The Vossendijk is the place where I was born, situated in Hatert, Nijmegen, Gelderland, Netherlands. I was walking to my parents’ house who still live there. Then all of sudden the idea struck me to do a spring drawing again. Blossoms already came popping out while trees did not show their leaves yet. I decided to use a mild roundish styling while on the other hand keeping a rough edge. Such is shown in the tree branches. I simply hatched with zig-zags to indicate the density of the twigs. They do not show a lot of hefty tonal differences. Therefor it is best to not make a big deal of of them, trying to tuck them all in. It is a trick I pulled before, back in the 1990s.
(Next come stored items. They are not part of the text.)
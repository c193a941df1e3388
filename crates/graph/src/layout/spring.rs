//! Force-directed layout.
//!
//! Hooke springs along edges, inverse-square repulsion between every node
//! pair, and a weak pull toward the center. Initial positions come from a
//! seeded RNG so the same graph and seed always give the same picture.

use std::collections::HashMap;

use edgeviz_core::LayoutConfig;
use rand::rngs::StdRng;
use rand::{Rng, SeedableRng};

use super::{LayoutError, Point, Positions};
use crate::model::EdgeGraph;

/// Distances below this are treated as coincident and produce no force.
const MIN_DISTANCE: f64 = 1e-9;

/// Largest per-step move in the first iteration; shrinks linearly to zero.
const INITIAL_TEMPERATURE: f64 = 0.1;

/// Force vector in 2D space
#[derive(Debug, Clone, Copy, PartialEq, Default)]
struct Force {
    dx: f64,
    dy: f64,
}

impl Force {
    fn add(&mut self, other: Self) {
        self.dx += other.dx;
        self.dy += other.dy;
    }

    fn negate(self) -> Self {
        Self {
            dx: -self.dx,
            dy: -self.dy,
        }
    }

    /// Scale down so the magnitude does not exceed `limit`.
    fn capped(self, limit: f64) -> Self {
        let magnitude = self.dx.hypot(self.dy);
        if magnitude <= limit || magnitude < MIN_DISTANCE {
            return self;
        }
        let scale = limit / magnitude;
        Self {
            dx: self.dx * scale,
            dy: self.dy * scale,
        }
    }
}

/// Spring force on `target` from an edge to `source` (Hooke's law).
///
/// Positive displacement (too far apart) pulls `target` toward `source`.
fn spring_force(source: Point, target: Point, config: &LayoutConfig) -> Force {
    let distance = source.distance(target);
    if distance < MIN_DISTANCE {
        return Force::default();
    }
    let magnitude = config.stiffness * (distance - config.rest_length);
    let (dir_x, dir_y) = source.direction_to(target, distance);
    Force {
        dx: -magnitude * dir_x,
        dy: -magnitude * dir_y,
    }
}

/// Repulsion on `target` away from `source`.
fn repulsion_force(source: Point, target: Point, config: &LayoutConfig) -> Force {
    let distance = source.distance(target);
    if distance < MIN_DISTANCE {
        return Force::default();
    }
    let magnitude = config.repulsion / (distance * distance);
    let (dir_x, dir_y) = source.direction_to(target, distance);
    Force {
        dx: magnitude * dir_x,
        dy: magnitude * dir_y,
    }
}

/// Pull toward `center`, linear in distance.
fn gravity_force(position: Point, center: Point, config: &LayoutConfig) -> Force {
    Force {
        dx: (center.x - position.x) * config.gravity,
        dy: (center.y - position.y) * config.gravity,
    }
}

/// Seeded random start positions in the unit square, in node order.
pub(super) fn seeded_positions(graph: &EdgeGraph, seed: u64) -> Vec<(String, Point)> {
    let mut rng = StdRng::seed_from_u64(seed);
    graph
        .nodes()
        .map(|label| {
            let x = rng.gen_range(0.0..1.0);
            let y = rng.gen_range(0.0..1.0);
            (label.clone(), Point::new(x, y))
        })
        .collect()
}

/// Run the simulation for `config.iterations` steps.
///
/// # Errors
///
/// Returns [`LayoutError::NonFinite`] if any coordinate stops being finite.
pub fn spring_layout(graph: &EdgeGraph, config: &LayoutConfig) -> Result<Positions, LayoutError> {
    if graph.is_empty() {
        return Err(LayoutError::EmptyGraph);
    }

    let mut nodes = seeded_positions(graph, config.seed);
    if let [(label, _)] = nodes.as_slice() {
        return Ok(HashMap::from([(label.clone(), Point::new(0.5, 0.5))]));
    }

    let index: HashMap<&str, usize> = graph
        .nodes()
        .enumerate()
        .map(|(i, label)| (label.as_str(), i))
        .collect();
    let edges: Vec<(usize, usize)> = graph
        .edges()
        .filter_map(|(u, v, _)| Some((*index.get(u.as_str())?, *index.get(v.as_str())?)))
        .filter(|(u, v)| u != v)
        .collect();
    let center = Point::new(0.5, 0.5);

    let steps = config.iterations.max(1);
    for step in 0..steps {
        let mut forces = vec![Force::default(); nodes.len()];

        for (i, (_, a)) in nodes.iter().enumerate() {
            for (j, (_, b)) in nodes.iter().enumerate().skip(i.saturating_add(1)) {
                let push = repulsion_force(*a, *b, config);
                if let Some(force) = forces.get_mut(j) {
                    force.add(push);
                }
                if let Some(force) = forces.get_mut(i) {
                    force.add(push.negate());
                }
            }
        }

        for &(u, v) in &edges {
            let (Some((_, a)), Some((_, b))) = (nodes.get(u), nodes.get(v)) else {
                continue;
            };
            let pull = spring_force(*a, *b, config);
            if let Some(force) = forces.get_mut(v) {
                force.add(pull);
            }
            if let Some(force) = forces.get_mut(u) {
                force.add(pull.negate());
            }
        }

        #[allow(clippy::cast_precision_loss)]
        let temperature = INITIAL_TEMPERATURE * (1.0 - step as f64 / steps as f64);

        for ((label, position), force) in nodes.iter_mut().zip(forces) {
            let mut total = force;
            total.add(gravity_force(*position, center, config));
            let step_force = total.capped(temperature);
            let moved = Point::new(position.x + step_force.dx, position.y + step_force.dy);
            if !moved.is_finite() {
                return Err(LayoutError::NonFinite {
                    node: label.clone(),
                });
            }
            *position = moved;
        }
    }

    Ok(nodes.into_iter().collect())
}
Next to the branches I was delighted to be able to exploit the vertical styles of the fence. They are in the mid section of the drawing but from the spectator’s eye they can’t be seen. The cast shadows however do show they are there alright. Such phenomena always make a better art work I think. The reason simply is that more is suggested than actually can be seen. The same goes for things or shadows running off or into a drawing, optically enlarging the work. The straight shadows of the styles also are in perfect contrast to all things organic and curved.
All-in all did the drawing of my street became less cubistic than my last graphite pencil drawing ‘Veere – 04-04-19’. Personally I think it tends more towards the impressionistic side. There are some clear examples of cubism to be found as well though. I prefer these kind of crossovers because that is where something new is to be found. Otherwise I am afraid someone might want to compare to whatever famous impressionist or cubist comes to mind.
Click here to read about the sale of this art work to a German collector.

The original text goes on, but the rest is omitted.